Wesley Corpus

Treatise Doctrine Of Original Sin

AuthorJohn Wesley
Typetreatise
YearNone
Passage IDjw-treatise-doctrine-of-original-sin-137
Words359
Christology Free Will Primitive Christianity
There was the less need of our Lord’s speaking much on this head, because it was so fully declared in the Old Testament, and was not questioned by any of those false teachers against whom he was chiefly concerned to warn his disciples. You add: “It has been delivered as a fundamental truth, that no man will come to Christ, the Second Adam, who is not first throughly convinced of the several things he lost in the first Adam.” (Taylor's Doctrine, &c., p. 243.) This is a fundamental truth; none will come to Christ as a Redeemer until he is throughly convinced he wants a Redeemer.

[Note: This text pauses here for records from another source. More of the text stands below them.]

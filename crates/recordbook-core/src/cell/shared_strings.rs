//! Workbook-wide shared string table

use super::SharedString;
use ahash::AHashMap;

/// Insertion-ordered string dedup table
///
/// Every text cell in a package references an entry of this table by index.
/// Repeated strings resolve to the entry created by their first occurrence, so
/// index assignment is stable for identical input.
#[derive(Debug, Default, Clone)]
pub struct SharedStringTable {
    strings: Vec<SharedString>,
    index: AHashMap<SharedString, u32>,
    /// Total number of references handed out (the `count` attribute)
    references: u64,
}

impl SharedStringTable {
    /// Create an empty table
    pub fn new() -> Self {
        Self::default()
    }

    /// Get the index of a string, adding it if it is new
    pub fn intern(&mut self, s: &str) -> u32 {
        self.references += 1;
        if let Some(&idx) = self.index.get(s) {
            return idx;
        }
        let idx = self.strings.len() as u32;
        let shared = SharedString::new(s);
        self.index.insert(shared.clone(), idx);
        self.strings.push(shared);
        idx
    }

    /// Append a string read back from a package, without dedup
    ///
    /// Packages written by other tools may repeat entries; indices must still
    /// line up with the order of the part.
    pub fn push(&mut self, s: SharedString) -> u32 {
        let idx = self.strings.len() as u32;
        self.index.entry(s.clone()).or_insert(idx);
        self.strings.push(s);
        idx
    }

    /// Get a string by index
    pub fn get(&self, index: u32) -> Option<&SharedString> {
        self.strings.get(index as usize)
    }

    /// Number of unique strings
    pub fn len(&self) -> usize {
        self.strings.len()
    }

    /// Check if the table is empty
    pub fn is_empty(&self) -> bool {
        self.strings.is_empty()
    }

    /// Total number of references made through [`intern`](Self::intern)
    pub fn count(&self) -> u64 {
        self.references
    }

    /// Iterate over strings in index order
    pub fn iter(&self) -> impl Iterator<Item = &SharedString> {
        self.strings.iter()
    }
}
//! Style table for deduplication

use super::Style;
use ahash::AHashMap;
use std::hash::{BuildHasher, Hash, Hasher};

/// Workbook-wide registry of distinct styles
///
/// Structurally equal styles always intern to the same index, and indices
/// are assigned in order of first insertion. Slot 0 holds the default style.
/// The table is append-only.
#[derive(Debug, Clone)]
pub struct StyleTable {
    styles: Vec<Style>,
    /// Style hash to every slot with that hash
    buckets: AHashMap<u64, Vec<u32>>,
}

fn style_hash(style: &Style) -> u64 {
    // Fixed keys keep bucket layout independent of process-wide seeding
    let mut hasher = ahash::RandomState::with_seeds(0, 0, 0, 0).build_hasher();
    style.hash(&mut hasher);
    hasher.finish()
}

impl StyleTable {
    /// Create a table holding only the default style
    pub fn new() -> Self {
        let mut table = Self {
            styles: Vec::with_capacity(16),
            buckets: AHashMap::with_capacity(16),
        };
        table.push(Style::default());
        table
    }

    fn push(&mut self, style: Style) -> u32 {
        let idx = self.styles.len() as u32;
        self.buckets.entry(style_hash(&style)).or_default().push(idx);
        self.styles.push(style);
        idx
    }

    /// Get the index of a style, adding it if no equal style exists
    pub fn intern(&mut self, style: Style) -> u32 {
        if let Some(idx) = self.find(&style) {
            return idx;
        }
        self.push(style)
    }

    /// Look up the index of an equal style without inserting
    pub fn find(&self, style: &Style) -> Option<u32> {
        self.buckets
            .get(&style_hash(style))?
            .iter()
            .copied()
            .find(|&idx| self.styles[idx as usize] == *style)
    }

    /// Append a style read back from a package, keeping its position
    ///
    /// Unlike [`intern`](Self::intern) this never merges: a package may list
    /// equal formats at distinct indices and cells refer to them by position.
    pub fn push_raw(&mut self, style: Style) -> u32 {
        self.push(style)
    }

    /// Get a style by index
    pub fn get(&self, index: u32) -> Option<&Style> {
        self.styles.get(index as usize)
    }

    /// Get the default style (index 0)
    pub fn default_style(&self) -> &Style {
        &self.styles[0]
    }

    /// Number of styles, default included
    pub fn len(&self) -> usize {
        self.styles.len()
    }

    /// Check if only the default style is present
    pub fn is_empty(&self) -> bool {
        self.styles.len() <= 1
    }

    /// Iterate over all styles with their indices
    pub fn iter(&self) -> impl Iterator<Item = (u32, &Style)> {
        self.styles.iter().enumerate().map(|(i, s)| (i as u32, s))
    }
}

impl Default for StyleTable {
    fn default() -> Self {
        Self::new()
    }
}
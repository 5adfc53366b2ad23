//! Text placement inside a cell

/// Alignment, wrapping and rotation of cell text
#[derive(Debug, Clone, Copy, PartialEq, Eq, Hash, Default)]
pub struct Alignment {
    pub horizontal: HorizontalAlignment,
    pub vertical: VerticalAlignment,
    pub wrap_text: bool,
    pub shrink_to_fit: bool,
    /// Indent level (0-250)
    pub indent: u8,
    /// Degrees, -90 (downward) to 90 (upward)
    pub rotation: i16,
}

impl Alignment {
    pub fn new() -> Self {
        Self::default()
    }

    /// Set the rotation, clamped to -90..=90
    pub fn with_rotation(mut self, degrees: i16) -> Self {
        self.rotation = degrees.clamp(-90, 90);
        self
    }

    pub fn is_default(&self) -> bool {
        *self == Self::default()
    }
}

token_enum! {
    /// Horizontal placement
    pub enum HorizontalAlignment default General {
        /// Text left, numbers right
        General => "general",
        Left => "left",
        Center => "center",
        Right => "right",
        Fill => "fill",
        Justify => "justify",
        CenterContinuous => "centerContinuous",
        Distributed => "distributed",
    }
}

token_enum! {
    /// Vertical placement
    pub enum VerticalAlignment default Bottom {
        Top => "top",
        Center => "center",
        Bottom => "bottom",
        Justify => "justify",
        Distributed => "distributed",
    }
}
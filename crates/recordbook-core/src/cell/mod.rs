//! Cell-related types and utilities
//!
//! This module contains:
//! - [`CellValue`] - The value stored in a cell
//! - [`FieldValue`] - The dynamic value a column accessor yields for a record
//! - [`CellAddress`] / [`CellRange`] - Cell locations (e.g., "A1", "A1:C1")
//! - [`CellEncoder`] - Conversion of values into package primitives
//! - [`SharedStringTable`] - Workbook-wide string dedup

mod address;
pub mod date;
mod encoder;
mod shared_strings;
mod value;

pub use address::{CellAddress, CellRange};
pub use encoder::{CellEncoder, Encoded, Primitive};
pub use shared_strings::SharedStringTable;
pub use value::{CellValue, FieldValue, SharedString};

No man will ever come to him as a Saviour, till he knows and feels himself a lost sinner. None will come to the “Physician” but “they that are sick,” and are throughly sensible of it; that are deeply convinced of their sinful tempers, as well as sinful words and actions. And these tempers, they well know, were antecedent to their choice, and came into the world with them. So far “every man who comes to Christ is first convinced of the several things he lost by Adam;” though he may not clearly know the source of that corruption whch he sees and feels in his own heart and life. “But why does our Lord never mention Adam, or the corrup tion of our nature through him?” He does mention this corruption, and he presupposes it in all his public discourses. He does not mention it largely and explicitly, for the reasons above recited. “But the Apostles are wholly silent on this head, in their sermons recorded in the Acts, and in their Epistles too.” (Pages 243, 244.) Are they wholly silent in their Epistles? This is a violent mistake. And as to their sermons, it may be observed, 1. That we have not one whole sermon of any one Apostle recorded in the Acts; nor, it may be, the twentieth part of one. 2. That it was not needful for them to prove what none of their hearers denied: No, not even the Heathens; even these allowed the corruption of human nature.